As a well-to-do, internationally acclaimed actress, she is, nevertheless, a woman who comes back from a tour abroad totally dissatisfied with the men she’s been able to come across. It’s not that they aren’t handsome, rich, good dancers, or the like. But she wants someone interesting, an intellectual equal, and a little old-fashioned charm wouldn’t hurt. Her usual circles don’t appear to be a ready breeding ground for such types.

Anna’s emotionally involved sister — married to a high-ranking official — questions why she has never settled on a man. Perhaps her standards are just too high (don’t listen to her Ingrid!). No matter, it looks to be another dull evening out on the town at a foreign dinner. The speaker is no doubt a snooty new candidate for NATO. It’s a high-class bore.

However, the stuffy ordeal all of a sudden gets a lot more swoon-worthy for everyone involved when Cary Grant walks through the front door. We’ve all but been guaranteed a diverting evening. So Margaret, ever prying into her sister’s affairs, gets set to play a bit of a matchmaker, relishing the setup, and the predictable outcomes. We have our story. Grant being charming and Bergman enjoying his company while still remaining aloof. He’s almost too good to be true. What of skeletons in his closet?

Dare I say, it’s all inconsequential, lest you get the wrong impression?
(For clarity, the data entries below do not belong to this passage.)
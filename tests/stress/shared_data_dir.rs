//! Concurrency test: independent store instances sharing one data directory.
//!
//! Each instance stands in for a separate `did-issuer` process, so nothing
//! in-process (store `RwLock`, per-user mutexes) is shared between them.

use std::collections::HashSet;
use std::sync::Arc;
use std::thread;

use did_key_issuer::codec::public_key_from_identifier;
use did_key_issuer::{
    FileIdentityStore, FileVaultStore, IdentityRecord, IdentityStore, IssuanceService,
    IssuerConfig, VaultStore,
};

fn record(user_id: &str, tag: &str) -> IdentityRecord {
    IdentityRecord::new_active(
        user_id,
        format!("did:key:z{tag}"),
        format!("z{tag}"),
        did_key_issuer::time::now(),
    )
}

#[test]
fn stress_two_ledger_instances_one_file() {
    let tmp = tempfile::tempdir().unwrap();
    let path = tmp.path().join("digital_ids.json");

    for round in 0..5 {
        let stores = [
            Arc::new(FileIdentityStore::new(&path).unwrap()),
            Arc::new(FileIdentityStore::new(&path).unwrap()),
        ];

        let handles: Vec<_> = stores
            .iter()
            .enumerate()
            .map(|(s, store)| {
                let store = Arc::clone(store);
                thread::spawn(move || {
                    (0..25)
                        .map(|i| {
                            let tag = format!("{round}-{s}-{i}");
                            (tag.clone(), store.append_as_active(record("shared", &tag)))
                        })
                        .collect::<Vec<_>>()
                })
            })
            .collect();

        let mut committed = HashSet::new();
        for h in handles {
            for (tag, result) in h.join().unwrap() {
                let appended = result.unwrap_or_else(|e| panic!("append {tag} failed: {e}"));
                committed.insert(appended.identifier);
            }
        }

        let history = stores[0].history("shared").unwrap();
        let on_file: HashSet<_> = history.iter().map(|r| r.identifier.clone()).collect();
        assert_eq!(history.len(), (round + 1) * 50, "no append lost or duplicated");
        assert!(committed.is_subset(&on_file));
        assert_eq!(history.iter().filter(|r| r.is_active()).count(), 1);
    }
}

#[test]
fn stress_two_vault_instances_one_file() {
    let tmp = tempfile::tempdir().unwrap();
    let path = tmp.path().join("vault.json");
    let vaults = [
        Arc::new(FileVaultStore::new(&path).unwrap()),
        Arc::new(FileVaultStore::new(&path).unwrap()),
    ];

    let handles: Vec<_> = vaults
        .iter()
        .enumerate()
        .map(|(v, vault)| {
            let vault = Arc::clone(vault);
            thread::spawn(move || {
                for i in 0..30 {
                    vault.upsert(&format!("user-{v}-{i}"), &[v as u8; 64]).unwrap();
                }
            })
        })
        .collect();
    for h in handles {
        h.join().unwrap();
    }

    for v in 0..2 {
        for i in 0..30 {
            assert!(vaults[1 - v].contains(&format!("user-{v}-{i}")).unwrap());
        }
    }
}

#[test]
fn stress_two_services_rotate_one_user() {
    let tmp = tempfile::tempdir().unwrap();
    let config = IssuerConfig::with_data_dir(tmp.path());
    let services = [
        IssuanceService::open(&config).unwrap(),
        IssuanceService::open(&config).unwrap(),
    ];

    let handles: Vec<_> = (0..8)
        .map(|t| {
            let service = services[t % 2].clone();
            thread::spawn(move || {
                for _ in 0..5 {
                    service.issue("u1", true).unwrap();
                }
            })
        })
        .collect();
    for h in handles {
        h.join().unwrap();
    }

    let history = services[0].history("u1").unwrap();
    assert_eq!(history.len(), 40);
    assert_eq!(history.iter().filter(|r| r.is_active()).count(), 1);

    // The vault holds the key of the record that ended up active.
    let active = services[1].active("u1").unwrap().unwrap();
    let raw = std::fs::read(config.vault_path()).unwrap();
    let vault: serde_json::Value = serde_json::from_slice(&raw).unwrap();
    let secret = base64::Engine::decode(
        &base64::engine::general_purpose::STANDARD,
        vault["entries"][0]["privateKeyB64"].as_str().unwrap(),
    )
    .unwrap();
    let active_key = public_key_from_identifier(&active.identifier).unwrap();
    assert_eq!(&secret[32..], &active_key[..]);
}

#[test]
fn stress_two_services_first_issuance_shared() {
    let tmp = tempfile::tempdir().unwrap();
    let config = IssuerConfig::with_data_dir(tmp.path());
    let services = [
        IssuanceService::open(&config).unwrap(),
        IssuanceService::open(&config).unwrap(),
    ];

    let handles: Vec<_> = (0..12)
        .map(|t| {
            let service = services[t % 2].clone();
            thread::spawn(move || service.issue("newcomer", false).unwrap())
        })
        .collect();
    let records: Vec<_> = handles.into_iter().map(|h| h.join().unwrap()).collect();

    assert!(records.iter().all(|r| r == &records[0]));
    assert_eq!(services[0].history("newcomer").unwrap().len(), 1);
}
Because there’s no doubt about it. The plot is facile. The conflict is thin. On the other hand, the tete-a-tete is most agreeable. One would habit a guess, without our stars, the picture would be quite flat. With them, all of a sudden, characters and the subsequent story is given texture. Their chemistry is present before the picture begins, and it exits with them after the final curtain. This is one of the keys.

Stanley Donen doesn’t have to do too much touch-up around his already spectacular talent, but he does utilize a split-screen to conveniently mollify the production codes, with the two lovers sharing a telephone conversation in their respective beds. Nora Ephron purportedly loved this movie thus, When Harry Met Sally got much the same treatment. It can be seen as another homage just as Sleeping in Seattle came out of the tradition of An Affair to Remember.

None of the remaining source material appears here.